The growth of e-commerce in Asia Pacific (APAC) has been well-documented. One only has to look at investments in, and sales recorded from, annual shopping events such as Alibaba’s Singles Day sales, to get a sense of how popular e-commerce has become.
As technology evolves, online shopping will continue to surge, with consumers turning to mobile devices for added convenience. According to a recent report by GfK, over a third of consumers in APAC are already indicating a preference to shop on smartphones.
While, this surge in e-commerce is good news for online retailers, it also brings with it the growing risk of online fraud. In Singapore, a report by the Police Force identified e-commerce scams to be the top scam in the country in 2018, with more than 2,000 cases reported last year.

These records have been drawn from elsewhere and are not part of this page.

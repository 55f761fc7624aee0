use std::cell::RefCell;
use std::collections::HashMap;
use std::time::{Duration, Instant};

use scraper::Html;
use tracing::debug;
use url::Url;

use crate::config::DelayRange;

const USER_AGENT: &str = concat!("guest_scraper/", env!("CARGO_PKG_VERSION"));
const TIMEOUT_SECS: u64 = 30;

/// Typed fetch failure. A value, not an exception: the pipeline records it
/// and moves on to the next URL.
#[derive(Debug, Clone, thiserror::Error)]
#[error("fetch failed for {url}: {reason}")]
pub struct FetchFailure {
    pub url: String,
    pub reason: String,
}

/// The transport collaborator. The core never retries at this layer; retry
/// policy, if any, belongs to the implementation behind this trait.
pub trait PageFetcher {
    fn fetch(&self, url: &str) -> Result<Html, FetchFailure>;
}

/// Blocking HTTP fetcher with a bounded random politeness delay between
/// consecutive requests to the same origin.
pub struct HttpFetcher {
    client: reqwest::blocking::Client,
    default_delay: DelayRange,
    origin_delays: HashMap<String, DelayRange>,
    last_hit: RefCell<HashMap<String, Instant>>,
}

impl HttpFetcher {
    pub fn new(delay: DelayRange) -> anyhow::Result<Self> {
        let client = reqwest::blocking::Client::builder()
            .user_agent(USER_AGENT)
            .timeout(Duration::from_secs(TIMEOUT_SECS))
            .build()?;
        Ok(HttpFetcher {
            client,
            default_delay: delay,
            origin_delays: HashMap::new(),
            last_hit: RefCell::new(HashMap::new()),
        })
    }

    /// Delay bounds for one origin, overriding the default. When the same
    /// origin is configured twice, the widest bounds win.
    pub fn set_origin_delay(&mut self, origin: &str, delay: DelayRange) {
        self.origin_delays
            .entry(origin.to_string())
            .and_modify(|d| {
                d.min_ms = d.min_ms.max(delay.min_ms);
                d.max_ms = d.max_ms.max(delay.max_ms);
            })
            .or_insert(delay);
    }

    /// Sleep a random duration in [min_ms, max_ms] when the same origin was
    /// hit before. Rate-limiting contract only, not correctness.
    fn polite_wait(&self, url: &str) {
        let origin = Url::parse(url)
            .ok()
            .and_then(|u| u.host_str().map(|h| h.to_string()))
            .unwrap_or_else(|| url.to_string());
        let delay = self
            .origin_delays
            .get(&origin)
            .copied()
            .unwrap_or(self.default_delay);

        let seen = self.last_hit.borrow().contains_key(&origin);
        if seen && delay.max_ms > 0 {
            let ms = fastrand::u64(delay.min_ms..=delay.max_ms.max(delay.min_ms));
            std::thread::sleep(Duration::from_millis(ms));
        }
        self.last_hit.borrow_mut().insert(origin, Instant::now());
    }
}

impl PageFetcher for HttpFetcher {
    fn fetch(&self, url: &str) -> Result<Html, FetchFailure> {
        self.polite_wait(url);

        let start = Instant::now();
        let response = self.client.get(url).send().map_err(|e| FetchFailure {
            url: url.to_string(),
            reason: e.to_string(),
        })?;

        let status = response.status();
        if !status.is_success() {
            return Err(FetchFailure {
                url: url.to_string(),
                reason: format!("HTTP {}", status),
            });
        }

        let body = response.text().map_err(|e| FetchFailure {
            url: url.to_string(),
            reason: format!("body read failed: {}", e),
        })?;
        debug!(
            "Fetched {} ({} bytes, {} ms)",
            url,
            body.len(),
            start.elapsed().as_millis()
        );

        Ok(Html::parse_document(&body))
    }
}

In fact, the online fraud landscape is becoming increasingly sophisticated. In the past, point of transaction was the only part of the customer lifecycle a retailer had to worry about. However, now, fraudsters can strike at accounts in numerous ways, including account takeovers, policy or compliance abuse, and coordinated attacks executed by fraud rings. Forter’s 2019 Fraud Attack Index found an increase of 45% in account takeover attacks, 6% in fraud rings, and 170% in policy abuse, over 2018.
Addressing the challenges
Unfortunately, in the era of digital transformation, customer interactions have become transactional, with little to no communication between buyers and sellers. This absence of human connection breeds distrust and causes barriers to go up, hitting the e-commerce world especially hard.
When shopping online, consumers want to feel safe and trusted, while still receiving a seamless experience. And, although there are fewer fraudsters than legitimate buyers, the few bad actors can threaten the flexibility, speed and convenience e-commerce offers.

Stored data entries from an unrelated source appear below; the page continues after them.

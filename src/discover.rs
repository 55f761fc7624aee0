use std::collections::{HashSet, VecDeque};

use scraper::{Html, Selector};
use tracing::{debug, info, warn};
use url::Url;

use crate::config::CompiledSource;
use crate::fetch::PageFetcher;
use crate::record::{ExtractionFailure, FailureStage};

/// An item URL plus its canonical key (variant suffix stripped).
#[derive(Debug, Clone)]
pub struct DiscoveredItem {
    pub url: String,
    pub canonical_key: String,
}

/// Walk the source's listing pages (following pagination) and return every
/// item URL in discovery order, one per canonical key. Listing pages that
/// fail to fetch contribute zero items and a failure record; they never
/// abort discovery.
pub fn discover_items(
    source: &CompiledSource,
    fetcher: &dyn PageFetcher,
    failures: &mut Vec<ExtractionFailure>,
) -> Vec<DiscoveredItem> {
    let mut queue: VecDeque<String> = source.config.listing_urls.iter().cloned().collect();
    let mut visited_listings: HashSet<String> = queue.iter().cloned().collect();
    let mut seen_keys: HashSet<String> = HashSet::new();
    let mut items = Vec::new();

    while let Some(listing_url) = queue.pop_front() {
        let doc = match fetcher.fetch(&listing_url) {
            Ok(doc) => doc,
            Err(e) => {
                warn!("Listing fetch failed: {}", e);
                failures.push(ExtractionFailure {
                    url: listing_url,
                    stage: FailureStage::Discovery,
                    reason: e.reason,
                });
                continue;
            }
        };

        let before = items.len();
        collect_item_links(source, &doc, &mut seen_keys, &mut items);
        debug!(
            "{}: {} item links on {}",
            source.config.name,
            items.len() - before,
            listing_url
        );

        // Pagination continuation; none found means this page is terminal.
        for next in pagination_links(source, &doc) {
            if visited_listings.insert(next.clone()) {
                queue.push_back(next);
            }
        }
    }

    info!(
        "{}: discovered {} items across {} listing pages",
        source.config.name,
        items.len(),
        visited_listings.len()
    );
    items
}

fn collect_item_links(
    source: &CompiledSource,
    doc: &Html,
    seen_keys: &mut HashSet<String>,
    items: &mut Vec<DiscoveredItem>,
) {
    let anchors = Selector::parse("a[href]").unwrap();
    for el in doc.select(&anchors) {
        let Some(href) = el.value().attr("href") else {
            continue;
        };
        let Some(abs) = resolve(&source.base, href) else {
            continue;
        };
        // Same-origin only; navigation, ads and cross-domain links fall out
        // of the item pattern anyway, but host check is cheaper first.
        if abs.host_str() != source.base.host_str() {
            continue;
        }
        let url = abs.to_string();
        if !source.item_link.is_match(&url) {
            continue;
        }
        let key = canonical_key(source, &url);
        // First-encountered variant wins, discovery order preserved.
        if seen_keys.insert(key.clone()) {
            items.push(DiscoveredItem {
                url,
                canonical_key: key,
            });
        }
    }
}

fn pagination_links(source: &CompiledSource, doc: &Html) -> Vec<String> {
    let mut links = Vec::new();
    for sel in &source.pagination {
        for el in doc.select(sel) {
            let Some(href) = el.value().attr("href") else {
                continue;
            };
            let Some(abs) = resolve(&source.base, href) else {
                continue;
            };
            if abs.host_str() == source.base.host_str() {
                links.push(abs.to_string());
            }
        }
    }
    links
}

fn resolve(base: &Url, href: &str) -> Option<Url> {
    base.join(href).ok()
}

/// Strip the variant suffix (if configured) to collapse language/format
/// variants of one logical item onto a single key.
pub fn canonical_key(source: &CompiledSource, url: &str) -> String {
    match &source.variant_suffix {
        Some(re) => re.replace_all(url, "").to_string(),
        None => url.to_string(),
    }
}

// ── Tests ──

This means that merchants and e-commerce players need to reinstate trust into the ecosystem, in order to keep barriers at bay, satisfy the consumer, and create growth opportunities.

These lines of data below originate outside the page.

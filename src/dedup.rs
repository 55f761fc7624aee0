use std::collections::HashSet;

use crate::record::GuestEntry;

/// Collapse exact duplicates on (item_id, guest_name, guest_role_text),
/// first-seen retained, then sort by the same key so output order never
/// depends on fetch order.
pub fn dedup_entries(entries: Vec<GuestEntry>) -> Vec<GuestEntry> {
    let mut seen = HashSet::new();
    let mut out: Vec<GuestEntry> = entries
        .into_iter()
        .filter(|e| seen.insert(e.dedup_key()))
        .collect();
    out.sort_by(|a, b| a.dedup_key().cmp(&b.dedup_key()));
    out
}

// ── Tests ──

#[cfg(test)]
mod tests {
    use super::*;

    fn entry(item: &str, name: &str, role: &str) -> GuestEntry {
        GuestEntry {
            item_id: item.to_string(),
            title: None,
            canonical_date: None,
            guest_name: Some(name.to_string()),
            guest_role_text: Some(role.to_string()),
            raw_description: None,
        }
    }

    #[test]
    fn identical_key_collapses_to_one_row() {
        let out = dedup_entries(vec![
            entry("ep-1", "Jean Dupont", "économiste"),
            entry("ep-1", "Jean Dupont", "économiste"),
        ]);
        assert_eq!(out.len(), 1);
    }

    #[test]
    fn same_name_different_role_both_kept() {
        let out = dedup_entries(vec![
            entry("ep-1", "Jean Dupont", "économiste"),
            entry("ep-1", "Jean Dupont", "essayiste"),
        ]);
        assert_eq!(out.len(), 2);
    }

    #[test]
    fn first_seen_wins() {
        let mut a = entry("ep-1", "Jean Dupont", "économiste");
        a.title = Some("first".into());
        let mut b = entry("ep-1", "Jean Dupont", "économiste");
        b.title = Some("second".into());
        let out = dedup_entries(vec![a, b]);
        assert_eq!(out[0].title.as_deref(), Some("first"));
    }

    #[test]
    fn output_sorted_by_key_not_arrival() {
        let out = dedup_entries(vec![
            entry("ep-2", "Marie Martin", "avocate"),
            entry("ep-1", "Jean Dupont", "économiste"),
        ]);
        assert_eq!(out[0].item_id, "ep-1");
        assert_eq!(out[1].item_id, "ep-2");
    }
}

As such, a traditional anti-fraud strategy that only looks at historical data and patterns on the surface, may be unsuccessful. There’s a risk of blacklisting genuine customers due to false positives, which can be a significant loss to the business. In developing a strategy to combat fraud, it’s important to ensure that the fraud prevention strategy is not a roadblock to the business’ expansion.
For larger merchants with international footprint, it is also key to consider the differences and nuances within markets. An understanding of the potential customers’ behaviour is imperative to identify fraudsters and reduce false positives. For instance, mobile-commerce is a rising trend in markets such as China, India and Indonesia, highlighting the need for a unique prevention strategy for mobile fraud. Essentially, the fraud technology needs to be tailored to the right customer profile for the right territory, taking into consideration various aspects including platform, payment system, user details, and more.
This means a shift from outdated rules-based anti-fraud technology, to an identity-based approach that can easily distinguish the good customers from fraudsters. In any dynamic business, there are far too many variables for a rules-based engine to effectively filter out real customers and catch the bad actors. Reviewing each transaction manually to look for fraudulent patterns can also be time consuming, costly and cause friction for customers.
In a scenario where customer expectation levels are consistently high, and payment processors such as Visa are demanding higher standards of fraud prevention, merchants need to look at better ways of using smart technologies that automatically identify fraudulent transactions in real-time, without impeding transactions from genuine consumers.
Building a holistic strategy for fraud
Fraud doesn’t just impact the risk department. It can disrupt the customer experience journey, affect marketing investments, create security and privacy concerns, and have significant financial implications. In order to remain competitive and provide high quality services, merchants need to build a holistic fraud strategy, that is part of the overall business strategy.
Speed and accuracy in identifying fraud are key components of this strategy, so that the business can remain competitive and provide high quality services to customers. By employing a real-time anti-fraud solution, merchants can continuously improve their anti-fraud strategy without risking any transactions or losing customers. In addition, smart anti-fraud solutions, that leverage machine learning and artificial intelligence, get smarter and more effective as the company continues to grow.